Love the christening gown, it's quite exquisite and I'm sure will become a much loved heirloom.


----------



## yona (Feb 7, 2011)

Some of my whites


----------



## suewynn (Mar 26, 2012)

Grandma G. said:


> Does your bear know he has a cousin in Ontario?


Very cute :thumbup:


----------



## ohsusana (Jun 24, 2012)

yona said:


> Some of my whites


All beautiful but my favourites are the little dress and the cuddly looking jacket.


----------



## SallyB (Jun 8, 2011)

My white top.


----------



## mungie32 (Apr 21, 2013)

SallyB said:


> My white top.


What a beautiful top. Would look so good topping everything from casual to dressy.. Lovely work.


----------



## ohsusana (Jun 24, 2012)

SallyB said:


> My white top.


Gorgeous top SallyB. Love all the detail. Clever you.


----------



## SallyB (Jun 8, 2011)

mungie32 said:


> What a beautiful top. Would look so good topping everything from casual to dressy.. Lovely work.


Thank you.


----------



## SallyB (Jun 8, 2011)

ohsusana said:


> Gorgeous top SallyB. Love all the detail. Clever you.


Thank you.


----------



## Grandma G. (Oct 29, 2012)

nittineedles said:


> Your shawl is beautifully done. I'll bet you can knit them in your sleep, after 50. I designed a Christening gown to match it. I call it Ribbons and Lace.

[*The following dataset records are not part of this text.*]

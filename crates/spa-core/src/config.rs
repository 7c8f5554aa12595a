//! Configuration system for spa-agent
//!
//! Provides:
//! - Config file discovery (CLI flag, env var, standard paths)
//! - TOML parsing with serde
//! - Environment variable overrides
//! - Engine policy (`TrackerConfig`) and harvest settings

use serde::{Deserialize, Serialize};
use std::fmt;
use std::path::{Path, PathBuf};
use std::str::FromStr;
use thiserror::Error;
use tracing::{debug, info, warn};

/// Configuration errors
#[derive(Debug, Error)]
pub enum ConfigError {
    #[error("Failed to read config file: {0}")]
    ReadError(#[from] std::io::Error),

    #[error("Failed to parse TOML: {0}")]
    ParseError(#[from] toml::de::Error),

    #[error("Invalid configuration: {0}")]
    ValidationError(String),

    #[error("Config file not found: {0}")]
    NotFound(PathBuf),
}

/// Result type for configuration operations
pub type ConfigResult<T> = Result<T, ConfigError>;

/// Complete agent configuration
#[derive(Debug, Clone, Default, Serialize, Deserialize)]
#[serde(default)]
pub struct AgentConfig {
    /// Agent settings
    pub agent: AgentSettings,

    /// Correlation engine policy
    pub tracker: TrackerConfig,

    /// Harvest settings
    pub harvest: HarvestSettings,
}

/// Agent settings
#[derive(Debug, Clone, Serialize, Deserialize)]
#[serde(default)]
pub struct AgentSettings {
    /// Log level: trace, debug, info, warn, error
    pub log_level: String,
}

impl Default for AgentSettings {
    fn default() -> Self {
        Self {
            log_level: "info".to_string(),
        }
    }
}

/// How network requests are attributed to an interaction
#[derive(Debug, Clone, Copy, Default, PartialEq, Eq, Serialize, Deserialize)]
#[serde(rename_all = "lowercase")]
pub enum AjaxAttribution {
    /// A request holds its interaction open until it resolves
    #[default]
    Continuation,
    /// A request attaches while the interaction is open but does not hold it open
    Span,
}

impl fmt::Display for AjaxAttribution {
    fn fmt(&self, f: &mut fmt::Formatter<'_>) -> fmt::Result {
        match self {
            AjaxAttribution::Continuation => write!(f, "continuation"),
            AjaxAttribution::Span => write!(f, "span"),
        }
    }
}

impl FromStr for AjaxAttribution {
    type Err = ConfigError;

    fn from_str(s: &str) -> Result<Self, Self::Err> {
        match s.to_lowercase().as_str() {
            "continuation" => Ok(AjaxAttribution::Continuation),
            "span" => Ok(AjaxAttribution::Span),
            other => Err(ConfigError::ValidationError(format!(
                "Invalid ajax attribution: {}. Must be one of: [\"continuation\", \"span\"]",
                other
            ))),
        }
    }
}

/// Late-request resurrection policy
#[derive(Debug, Clone, Serialize, Deserialize)]
#[serde(default)]
pub struct ResurrectionSettings {
    pub enabled: bool,

    /// How long after its end a finished interaction may still be reopened (ms)
    pub window_ms: f64,
}

impl Default for ResurrectionSettings {
    fn default() -> Self {
        Self {
            enabled: true,
            window_ms: 0.0,
        }
    }
}

/// Correlation engine policy
#[derive(Debug, Clone, Serialize, Deserialize)]
#[serde(default)]
pub struct TrackerConfig {
    /// Per-frame timer budget; arming a timer costs its delay (ms)
    pub timer_budget_ms: f64,

    /// Cap on nodes in one interaction tree
    pub max_nodes_per_interaction: usize,

    pub ajax_attribution: AjaxAttribution,

    pub resurrection: ResurrectionSettings,

    /// Longest a finalized interaction waits for attached requests (ms)
    pub settle_timeout_ms: f64,

    /// Count hash-only URL changes as route changes
    pub track_hash_changes: bool,

    /// Produce a node for every attached timer
    pub trace_timers: bool,

    /// DOM event kinds that open an interaction
    pub ui_events: Vec<String>,

    /// Create the boot-time initial page load interaction
    pub initial_page_load: bool,
}

impl Default for TrackerConfig {
    fn default() -> Self {
        Self {
            timer_budget_ms: 999.0,
            max_nodes_per_interaction: 128,
            ajax_attribution: AjaxAttribution::Continuation,
            resurrection: ResurrectionSettings::default(),
            settle_timeout_ms: 30_000.0,
            track_hash_changes: true,
            trace_timers: false,
            ui_events: ["click", "submit", "keypress", "keydown", "keyup", "change"]
                .iter()
                .map(|s| s.to_string())
                .collect(),
            initial_page_load: true,
        }
    }
}

impl TrackerConfig {
    pub fn qualifies(&self, event_kind: &str) -> bool {
        self.ui_events.iter().any(|k| k == event_kind)
    }
}

/// Harvest settings
#[derive(Debug, Clone, Serialize, Deserialize)]
#[serde(default)]
pub struct HarvestSettings {
    /// Drain interval in milliseconds
    pub interval_ms: u64,

    /// Output file path for the JSONL exporter
    pub path: String,

    /// Maximum records held per buffer before the oldest are dropped
    pub max_items: usize,

    /// Append to an existing output file
    pub append: bool,

    /// Pretty print JSON
    pub pretty: bool,
}

impl Default for HarvestSettings {
    fn default() -> Self {
        Self {
            interval_ms: 10_000,
            path: "spa-harvest.jsonl".to_string(),
            max_items: 1000,
            append: true,
            pretty: false,
        }
    }
}

/// Configuration loader
pub struct ConfigLoader {
    /// Path to config file (if specified via CLI)
    cli_path: Option<PathBuf>,
}

impl ConfigLoader {
    /// Create a new config loader
    pub fn new() -> Self {
        Self { cli_path: None }
    }

    /// Set the config path from CLI argument
    pub fn with_cli_path(mut self, path: Option<PathBuf>) -> Self {
        self.cli_path = path;
        self
    }

    /// Load configuration with the following precedence:
    /// 1. CLI --config flag
    /// 2. SPA_AGENT_CONFIG environment variable
    /// 3. ~/.config/spa-agent/config.toml
    /// 4. /etc/spa-agent/config.toml
    /// 5. Default values
    pub fn load(&self) -> ConfigResult<AgentConfig> {
        let config_path = self.find_config_file()?;

        let mut config = if let Some(path) = config_path {
            info!("Loading configuration from: {}", path.display());
            Self::load_from_file(&path)?
        } else {
            debug!("No config file found, using defaults");
            AgentConfig::default()
        };

        self.apply_env_overrides(&mut config)?;
        Self::validate(&config)?;

        Ok(config)
    }

    /// Find the config file to use. A path given on the command line must exist.
    fn find_config_file(&self) -> ConfigResult<Option<PathBuf>> {
        if let Some(path) = &self.cli_path {
            if path.exists() {
                return Ok(Some(path.clone()));
            }
            return Err(ConfigError::NotFound(path.clone()));
        }

        if let Ok(env_path) = std::env::var("SPA_AGENT_CONFIG") {
            let path = PathBuf::from(&env_path);
            if path.exists() {
                return Ok(Some(path));
            }
            warn!("SPA_AGENT_CONFIG path does not exist: {}", env_path);
        }

        if let Some(path) = Self::default_config_path() {
            if path.exists() {
                return Ok(Some(path));
            }
        }

        #[cfg(unix)]
        {
            let path = PathBuf::from("/etc/spa-agent/config.toml");
            if path.exists() {
                return Ok(Some(path));
            }
        }

        Ok(None)
    }

    /// Load configuration from a TOML file
    pub fn load_from_file(path: &Path) -> ConfigResult<AgentConfig> {
        let content = std::fs::read_to_string(path)?;
        let config: AgentConfig = toml::from_str(&content)?;
        Ok(config)
    }

    /// Apply environment variable overrides
    fn apply_env_overrides(&self, config: &mut AgentConfig) -> ConfigResult<()> {
        if let Ok(val) = std::env::var("SPA_LOG_LEVEL") {
            config.agent.log_level = val;
        }

        if let Ok(val) = std::env::var("SPA_TIMER_BUDGET_MS") {
            if let Ok(budget) = val.parse() {
                config.tracker.timer_budget_ms = budget;
            } else {
                warn!("Ignoring unparsable SPA_TIMER_BUDGET_MS: {}", val);
            }
        }
        if let Ok(val) = std::env::var("SPA_AJAX_ATTRIBUTION") {
            config.tracker.ajax_attribution = val.parse()?;
        }
        if let Ok(val) = std::env::var("SPA_RESURRECTION_ENABLED") {
            config.tracker.resurrection.enabled =
                val.parse().unwrap_or(config.tracker.resurrection.enabled);
        }

        if let Ok(val) = std::env::var("SPA_HARVEST_INTERVAL_MS") {
            if let Ok(interval) = val.parse() {
                config.harvest.interval_ms = interval;
            }
        }
        if let Ok(val) = std::env::var("SPA_HARVEST_PATH") {
            config.harvest.path = val;
        }

        Ok(())
    }

    /// Validate configuration
    pub fn validate(config: &AgentConfig) -> ConfigResult<()> {
        let valid_levels = ["trace", "debug", "info", "warn", "error"];
        if !valid_levels.contains(&config.agent.log_level.to_lowercase().as_str()) {
            return Err(ConfigError::ValidationError(format!(
                "Invalid log level: {}. Must be one of: {:?}",
                config.agent.log_level, valid_levels
            )));
        }

        let tracker = &config.tracker;
        if tracker.timer_budget_ms.is_nan() || tracker.timer_budget_ms <= 0.0 {
            return Err(ConfigError::ValidationError(
                "timer_budget_ms must be greater than 0".to_string(),
            ));
        }
        if tracker.max_nodes_per_interaction == 0 {
            return Err(ConfigError::ValidationError(
                "max_nodes_per_interaction cannot be 0".to_string(),
            ));
        }
        if tracker.resurrection.window_ms.is_nan() || tracker.resurrection.window_ms < 0.0 {
            return Err(ConfigError::ValidationError(
                "resurrection.window_ms cannot be negative".to_string(),
            ));
        }
        if tracker.settle_timeout_ms.is_nan() || tracker.settle_timeout_ms < 0.0 {
            return Err(ConfigError::ValidationError(
                "settle_timeout_ms cannot be negative".to_string(),
            ));
        }

        if config.harvest.interval_ms == 0 {
            return Err(ConfigError::ValidationError(
                "Harvest interval cannot be 0".to_string(),
            ));
        }

        Ok(())
    }

    /// Save configuration to a file
    pub fn save(&self, config: &AgentConfig, path: &Path) -> ConfigResult<()> {
        let content = toml::to_string_pretty(config).map_err(|e| {
            ConfigError::ValidationError(format!("Failed to serialize config: {}", e))
        })?;

        if let Some(parent) = path.parent() {
            std::fs::create_dir_all(parent)?;
        }

        std::fs::write(path, content)?;
        info!("Configuration saved to: {}", path.display());
        Ok(())
    }

    /// Get the default config file path for the current platform
    pub fn default_config_path() -> Option<PathBuf> {
        dirs::config_dir().map(|d| d.join("spa-agent").join("config.toml"))
    }
}

impl Default for ConfigLoader {
    fn default() -> Self {
        Self::new()
    }
}

/// Helper module for platform-specific directories
mod dirs {
    use std::path::PathBuf;

    /// Get the user's config directory
    pub fn config_dir() -> Option<PathBuf> {
        #[cfg(target_os = "windows")]
        {
            std::env::var("APPDATA").ok().map(PathBuf::from)
        }

        #[cfg(not(target_os = "windows"))]
        {
            std::env::var("XDG_CONFIG_HOME")
                .ok()
                .map(PathBuf::from)
                .or_else(|| {
                    std::env::var("HOME")
                        .ok()
                        .map(|h| PathBuf::from(h).join(".config"))
                })
        }
    }
}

Too bad I've given away all the shawls or you could have had it to match that lovely Christening robe. Most of mine went to family but the last one went to an auction for "Grandmothers in Africa"


----------



## CathyG13 (Mar 1, 2013)

Baby hat with bunny ears. I did this for my niece's baby who is due this month (July). Her hubby had one as a baby. They loved it. :-D


----------



## Grandma G. (Oct 29, 2012)

gagesmom said:


> I want to see your whites...
> 
> I love the crispness of the color..
> 
> ...


This has been one of the most interesting subjects, thank you for suggesting it. Always inspiring to see such beautiful work


----------



## Grandma G. (Oct 29, 2012)

missmolly said:


> My whites ;-) ;-)


The cute hen & chick makes me wish I liked tea!


----------



## glojax (Mar 27, 2011)

Beautiful, awesome work, such talented folks!


----------



## nittineedles (Apr 14, 2011)

Grandma G. said:


> Too bad I've given away all the shawls or you could have had it to match that lovely Christening robe. Most of mine went to family but the last one went to an auction for "Grandmothers in Africa"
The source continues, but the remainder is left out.